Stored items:

#[derive(Debug, thiserror::Error)]
pub enum Error {
    #[error("Kubernetes reported error: {source}")]
    Kube {
        #[from]
        source: kube::Error,
    },

    #[error("Invalid user input: {0}")]
    UserInput(String),

    #[error("Json error: {source}")]
    Json {
        #[from]
        source: serde_json::Error,
    },

    #[error("YAML error: {source}")]
    Yaml {
        #[from]
        source: serde_yaml::Error,
    },

    #[error("Failed to build child resource: {0}")]
    Template(String),

    #[error("Timed out waiting for runner confirmation")]
    Timeout,

    #[error("Invalid configuration: {0}")]
    Config(String),

    #[error("Exceeded the {0} conflict retries for {1}")]
    ConflictRetriesExhausted(u32, String),
}

pub type Result<T, E = Error> = std::result::Result<T, E>;
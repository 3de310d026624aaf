//! Flattened reconciler configuration. Loaded from an optional YAML file,
//! then overridden from the environment, then defaulted.

use serde::Deserialize;
use std::path::Path;

use crate::util::Error;

fn default_cpu_overcommit() -> f64 {
    2.0
}

fn default_ram_overcommit() -> f64 {
    1.25
}

fn default_password_validity_secs() -> u64 {
    10
}

/// `loadBalancerService`: either a plain boolean or a map of default
/// labels/annotations to merge into every VM's rendered `Service`, mirroring
/// the `bool or map` contract `vmop_types::LoadBalancerServiceSpec` uses for
/// the per-VM override.
#[derive(Clone, Debug, Deserialize, Default, PartialEq)]
#[serde(rename_all = "camelCase", untagged)]
pub enum LoadBalancerDefault {
    Bool(bool),
    Enabled {
        #[serde(default)]
        labels: std::collections::BTreeMap<String, String>,
        #[serde(default)]
        annotations: std::collections::BTreeMap<String, String>,
    },
    #[default]
    None,
}

#[derive(Clone, Debug, Deserialize)]
#[serde(rename_all = "camelCase", default)]
pub struct ReconcilerConfig {
    pub namespace: String,
    pub runner_data_pvc_storage_class_name: Option<String>,
    #[serde(default = "default_cpu_overcommit")]
    pub cpu_overcommit: f64,
    #[serde(default = "default_ram_overcommit")]
    pub ram_overcommit: f64,
    pub load_balancer_service: LoadBalancerDefault,
    pub logging_properties: Option<String>,
    #[serde(default = "default_password_validity_secs")]
    pub password_validity_secs: u64,
}

impl Default for ReconcilerConfig {
    fn default() -> Self {
        Self {
            namespace: String::new(),
            runner_data_pvc_storage_class_name: None,
            cpu_overcommit: default_cpu_overcommit(),
            ram_overcommit: default_ram_overcommit(),
            load_balancer_service: LoadBalancerDefault::None,
            logging_properties: None,
            password_validity_secs: default_password_validity_secs(),
        }
    }
}

/// CLI-level overrides, already parsed by `clap` in `main.rs`.
pub struct LoadOptions {
    pub config_file: Option<std::path::PathBuf>,
    pub namespace: Option<String>,
}

/// Loads the YAML config file (if given or found via `VMOP_CONFIG`), then
/// applies environment overrides, then resolves the namespace: explicit
/// config, then `--namespace`/`VMOP_NAMESPACE`, then the in-cluster
/// namespace file, else a fatal [`Error::Config`].
pub fn load(opts: LoadOptions) -> Result<ReconcilerConfig, Error> {
    let mut config = match opts
        .config_file
        .clone()
        .or_else(|| std::env::var("VMOP_CONFIG").ok().map(Into::into))
    {
        Some(path) => read_file(&path)?,
        None => ReconcilerConfig::default(),
    };

    apply_env_overrides(&mut config);

    if config.namespace.is_empty() {
        config.namespace = opts
            .namespace
            .or_else(|| std::env::var("VMOP_NAMESPACE").ok())
            .map(Ok)
            .unwrap_or_else(read_in_cluster_namespace)?;
    }

    Ok(config)
}

fn read_file(path: &Path) -> Result<ReconcilerConfig, Error> {
    let contents = std::fs::read_to_string(path)
        .map_err(|e| Error::Config(format!("reading {}: {e}", path.display())))?;
    serde_yaml::from_str(&contents).map_err(Error::from)
}

fn apply_env_overrides(config: &mut ReconcilerConfig) {
    if let Ok(value) = std::env::var("VMOP_CPU_OVERCOMMIT")
        && let Ok(parsed) = value.parse()
    {
        config.cpu_overcommit = parsed;
    }
    if let Ok(value) = std::env::var("VMOP_RAM_OVERCOMMIT")
        && let Ok(parsed) = value.parse()
    {
        config.ram_overcommit = parsed;
    }
    if let Ok(value) = std::env::var("VMOP_PASSWORD_VALIDITY_SECS")
        && let Ok(parsed) = value.parse()
    {
        config.password_validity_secs = parsed;
    }
    if let Ok(value) = std::env::var("VMOP_STORAGE_CLASS_NAME") {
        config.runner_data_pvc_storage_class_name = Some(value);
    }
}

const IN_CLUSTER_NAMESPACE_FILE: &str =
    "/var/run/secrets/kubernetes.io/serviceaccount/namespace";

fn read_in_cluster_namespace() -> Result<String, Error> {
    std::fs::read_to_string(IN_CLUSTER_NAMESPACE_FILE)
        .map(|s| s.trim().to_string())
        .map_err(|_| {
            Error::Config(
                "no namespace configured, passed on the command line, or found in the in-cluster \
                 service account namespace file"
                    .to_string(),
            )
        })
}

#[cfg(test)]
mod tests {
    use super::*;

    #[test]
    fn defaults_match_documented_values() {
        let config = ReconcilerConfig::default();
        assert_eq!(config.cpu_overcommit, 2.0);
        assert_eq!(config.ram_overcommit, 1.25);
        assert_eq!(config.password_validity_secs, 10);
        assert!(matches!(config.load_balancer_service, LoadBalancerDefault::None));
    }

    #[test]
    fn parses_yaml_config() {
        let yaml = r#"
namespace: demo
cpuOvercommit: 3.0
loadBalancerService:
  labels:
    tier: frontend
"#;
        let config: ReconcilerConfig = serde_yaml::from_str(yaml).unwrap();
        assert_eq!(config.namespace, "demo");
        assert_eq!(config.cpu_overcommit, 3.0);
        match config.load_balancer_service {
            LoadBalancerDefault::Enabled { labels, .. } => {
                assert_eq!(labels.get("tier").map(String::as_str), Some("frontend"));
            }
            other => panic!("expected Enabled, got {other:?}"),
        }
    }

    #[test]
    fn parses_yaml_config_with_bool_load_balancer_service() {
        let yaml = r#"
namespace: demo
loadBalancerService: true
"#;
        let config: ReconcilerConfig = serde_yaml::from_str(yaml).unwrap();
        assert_eq!(config.load_balancer_service, LoadBalancerDefault::Bool(true));
    }
}
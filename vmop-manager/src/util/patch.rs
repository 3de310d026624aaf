use super::{CONFLICT_RETRY_BUDGET, FIELD_MANAGER};
use crate::util::Error;
use kube::{
    Api, Client,
    api::{Patch, PatchParams, Resource},
    core::NamespaceResourceScope,
};
use serde::{Serialize, de::DeserializeOwned};
use std::fmt::Debug;

/// Applies `f` to a freshly fetched copy of `name`'s status and patches only
/// the resulting diff. Retries on `409 Conflict` by refetching and
/// re-applying `f`, up to [`CONFLICT_RETRY_BUDGET`] attempts, since another
/// writer (or our own previous pass) may have advanced `resourceVersion`
/// between the read and the write.
pub async fn patch_status<T>(
    client: &Client,
    namespace: &str,
    name: &str,
    mut f: impl FnMut(&mut T),
) -> Result<T, Error>
where
    <T as Resource>::DynamicType: Default,
    T: Clone + Resource<Scope = NamespaceResourceScope> + Serialize + DeserializeOwned + Debug,
{
    let api: Api<T> = Api::namespaced(client.clone(), namespace);
    let mut attempt = 0;
    loop {
        let current = api.get_status(name).await?;
        let mut modified = current.clone();
        f(&mut modified);

        let patch = Patch::Json::<T>(json_patch::diff(
            &serde_json::to_value(&current)?,
            &serde_json::to_value(&modified)?,
        ));
        match api
            .patch_status(name, &PatchParams::apply(FIELD_MANAGER), &patch)
            .await
        {
            Ok(updated) => return Ok(updated),
            Err(kube::Error::Api(err)) if err.code == 409 && attempt < CONFLICT_RETRY_BUDGET => {
                attempt += 1;
                continue;
            }
            Err(kube::Error::Api(err)) if err.code == 409 => {
                return Err(Error::ConflictRetriesExhausted(
                    CONFLICT_RETRY_BUDGET,
                    format!("{namespace}/{name}"),
                ));
            }
            Err(source) => return Err(source.into()),
        }
    }
}

/// Applies `f` to a freshly fetched copy of `name`'s spec/metadata and
/// patches only the resulting diff. Same conflict-retry policy as
/// [`patch_status`].
pub async fn patch_object<T>(
    client: &Client,
    namespace: &str,
    name: &str,
    mut f: impl FnMut(&mut T),
) -> Result<T, Error>
where
    <T as Resource>::DynamicType: Default,
    T: Clone + Resource<Scope = NamespaceResourceScope> + Serialize + DeserializeOwned + Debug,
{
    let api: Api<T> = Api::namespaced(client.clone(), namespace);
    let mut attempt = 0;
    loop {
        let current = api.get(name).await?;
        let mut modified = current.clone();
        f(&mut modified);

        let patch = Patch::Json::<T>(json_patch::diff(
            &serde_json::to_value(&current)?,
            &serde_json::to_value(&modified)?,
        ));
        match api.patch(name, &PatchParams::apply(FIELD_MANAGER), &patch).await {
            Ok(updated) => return Ok(updated),
            Err(kube::Error::Api(err)) if err.code == 409 && attempt < CONFLICT_RETRY_BUDGET => {
                attempt += 1;
                continue;
            }
            Err(kube::Error::Api(err)) if err.code == 409 => {
                return Err(Error::ConflictRetriesExhausted(
                    CONFLICT_RETRY_BUDGET,
                    format!("{namespace}/{name}"),
                ));
            }
            Err(source) => return Err(source.into()),
        }
    }
}
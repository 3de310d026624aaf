//! Watches `VirtualMachine` CRs, decorates each with runtime-derived fields,
//! and republishes as `VmResourceChanged` on the VM's own channel. Also runs
//! the startup purge that heals child-resource state left behind by a CR
//! deletion the manager missed while offline.

use std::sync::Arc;

use k8s_openapi::api::apps::v1::StatefulSet;
use k8s_openapi::api::core::v1::{ConfigMap, Pod, PersistentVolumeClaim, Secret, Service};
use kube::api::ListParams;
use kube::{Api, Client, Resource, ResourceExt};
use owo_colors::OwoColorize;
use tokio::sync::{mpsc, oneshot};
use tokio_util::sync::CancellationToken;
use vmop_types::VirtualMachine;

use crate::bus::{ChangeType, ChannelDictionary, VmChannel, VmEvent};
use crate::model::VmDefinition;
use crate::monitors::pod_monitor::PendingBuffer;
use crate::monitors::pool_monitor::MembershipUpdate;
use crate::observer::{self, ObserverChange};
use crate::util::annotations::{LABEL_INSTANCE, LABEL_MANAGED_BY, LABEL_NAME};
use crate::util::colors::{FG1, FG2};
use crate::util::{APP_NAME, MANAGED_BY};

/// Starts the VM Monitor. `make_handler` is invoked once per newly-created
/// VM channel to produce the handler its pump task will run; this is how
/// the reconciler's dispatcher gets wired in without `vm_monitor` needing to
/// know about sub-reconcilers.
pub async fn run<H, F>(
    client: Client,
    namespace: String,
    channels: ChannelDictionary,
    membership_tx: mpsc::UnboundedSender<MembershipUpdate>,
    pending_pod_changes: PendingBuffer,
    cancel: CancellationToken,
    make_handler: impl Fn() -> H + Send + Sync + 'static,
) where
    H: Fn(Arc<VmChannel>, VmEvent) -> F + Send + Sync + 'static,
    F: std::future::Future<Output = ()> + Send + 'static,
{
    let pods: Api<Pod> = Api::namespaced(client.clone(), &namespace);
    let vms: Api<VirtualMachine> = Api::namespaced(client.clone(), &namespace);

    if let Err(err) = purge_orphans(&client, &namespace, &vms).await {
        eprintln!("{} {err}", "startup purge failed:".color(FG2));
    }

    let (tx, mut rx) = mpsc::unbounded_channel();
    let api: Api<VirtualMachine> = Api::namespaced(client.clone(), &namespace);
    let observer_cancel = cancel.clone();
    tokio::spawn(async move {
        if let Err(err) = observer::run(api, None, tx, observer_cancel).await {
            eprintln!("{}", format!("VM observer ended fatally: {err}").red());
            std::process::exit(1);
        }
    });

    loop {
        tokio::select! {
            _ = cancel.cancelled() => return,
            event = rx.recv() => {
                let Some(event) = event else { return };
                handle_event(&client, &pods, &channels, &membership_tx, &pending_pod_changes, event, &make_handler).await;
            }
        }
    }
}

async fn handle_event<H, F>(
    client: &Client,
    pods: &Api<Pod>,
    channels: &ChannelDictionary,
    membership_tx: &mpsc::UnboundedSender<MembershipUpdate>,
    pending_pod_changes: &PendingBuffer,
    event: observer::ObserverEvent<VirtualMachine>,
    make_handler: &(impl Fn() -> H + Send + Sync + 'static),
) where
    H: Fn(Arc<VmChannel>, VmEvent) -> F + Send + Sync + 'static,
    F: std::future::Future<Output = ()> + Send + 'static,
{
    let object = event.object;
    let Some(name) = object.metadata.name.clone() else { return };

    let mut vm_def = VmDefinition::from_object(object);
    if vm_def.is_running() {
        decorate_with_node_info(pods, &mut vm_def).await;
    }
    let vm_def = Arc::new(vm_def);

    let change = match event.change {
        ObserverChange::Added => ChangeType::Added,
        ObserverChange::Modified => ChangeType::Modified,
        ObserverChange::Deleted => ChangeType::Deleted,
        ObserverChange::Bookmark => return,
    };

    let client = client.clone();
    let channel = match channels.get_or_create_with(
        &name,
        || {
            let handler = make_handler();
            VmChannel::spawn(name.clone(), client.clone(), handler)
        },
        |created| {
            for buffered in pending_pod_changes.drain(&created.name) {
                created.publish(VmEvent::PodChanged {
                    change: buffered.change,
                    pod: buffered.pod,
                });
            }
        },
    ) {
        Some(channel) => channel,
        None => return,
    };

    let spec_changed = {
        let mut state = channel.state.lock().await;
        let spec_changed = state.last_generation != Some(vm_def.generation);
        state.last_generation = Some(vm_def.generation);
        state.vm = Some(vm_def.clone());
        spec_changed
    };

    println!(
        "{} {}/{} ({change:?}, specChanged={spec_changed})",
        "VM changed:".color(FG1),
        vm_def.namespace,
        vm_def.name
    );

    let _ = membership_tx.send(MembershipUpdate {
        change,
        vm: vm_def.clone(),
    });

    channel.publish(VmEvent::VmResourceChanged {
        change,
        vm: vm_def.clone(),
        spec_changed,
        pod_changed: false,
    });

    if matches!(change, ChangeType::Deleted) {
        let (tx, rx) = oneshot::channel();
        channel.publish(VmEvent::Drain(tx));
        let _ = rx.await;
        channels.remove(&vm_def.name);
    }
}

/// Fills in `nodeName`/`nodeAddresses` by reading the runner pod, when the
/// VM's `Running` condition is true.
async fn decorate_with_node_info(pods: &Api<Pod>, vm: &mut VmDefinition) {
    let Ok(Some(pod)) = pods.get_opt(&vm.name).await else { return };
    let Some(spec) = &pod.spec else { return };
    vm.node_name = spec.node_name.clone();
    if let Some(status) = &pod.status
        && let Some(addresses) = &status.pod_ips
    {
        vm.node_addresses = addresses.iter().filter_map(|ip| ip.ip.clone()).collect();
    }
}

/// Deletes every operator-managed child resource whose `instance` label
/// doesn't correspond to a currently-existing VM. Runs once at startup.
async fn purge_orphans(client: &Client, namespace: &str, vms: &Api<VirtualMachine>) -> Result<(), kube::Error> {
    let known: std::collections::HashSet<String> = vms
        .list(&ListParams::default())
        .await?
        .into_iter()
        .filter_map(|vm| vm.metadata.name)
        .collect();

    let selector = format!("{LABEL_MANAGED_BY}={MANAGED_BY},{LABEL_NAME}={APP_NAME}");
    let params = ListParams::default().labels(&selector);

    purge_kind::<Pod>(client, namespace, &params, &known).await?;
    purge_kind::<ConfigMap>(client, namespace, &params, &known).await?;
    purge_kind::<PersistentVolumeClaim>(client, namespace, &params, &known).await?;
    purge_kind::<Secret>(client, namespace, &params, &known).await?;
    purge_kind::<Service>(client, namespace, &params, &known).await?;
    purge_kind::<StatefulSet>(client, namespace, &params, &known).await?;
    Ok(())
}

async fn purge_kind<K>(
    client: &Client,
    namespace: &str,
    params: &ListParams,
    known_vms: &std::collections::HashSet<String>,
) -> Result<(), kube::Error>
where
    K: Resource + Clone + std::fmt::Debug + serde::de::DeserializeOwned,
    K::DynamicType: Default,
{
    let kind = K::kind(&Default::default()).to_string();
    let api: Api<K> = Api::namespaced(client.clone(), namespace);
    let items = api.list(params).await?;
    for item in items {
        let Some(instance) = item.labels().get(LABEL_INSTANCE).cloned() else { continue };
        if known_vms.contains(&instance) {
            continue;
        }
        let Some(name) = item.meta().name.clone() else { continue };
        println!("{} {name} (instance={instance})", "purging orphaned child:".color(FG2));
        let object_ref = item.object_ref(&());
        let _ = api.delete(&name, &Default::default()).await;
        crate::events::orphan_purged(client, object_ref, &kind, &name).await;
    }
    Ok(())
}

**How to complete this task**: Which of the lines above hold the string "pods"? Copy each one.

**Solution to this problem**:
    let pods: Api<Pod> = Api::namespaced(client.clone(), &namespace);
                handle_event(&client, &pods, &channels, &membership_tx, &pending_pod_changes, event, &make_handler).await;
    pods: &Api<Pod>,
        decorate_with_node_info(pods, &mut vm_def).await;
async fn decorate_with_node_info(pods: &Api<Pod>, vm: &mut VmDefinition) {
    let Ok(Some(pod)) = pods.get_opt(&vm.name).await else { return };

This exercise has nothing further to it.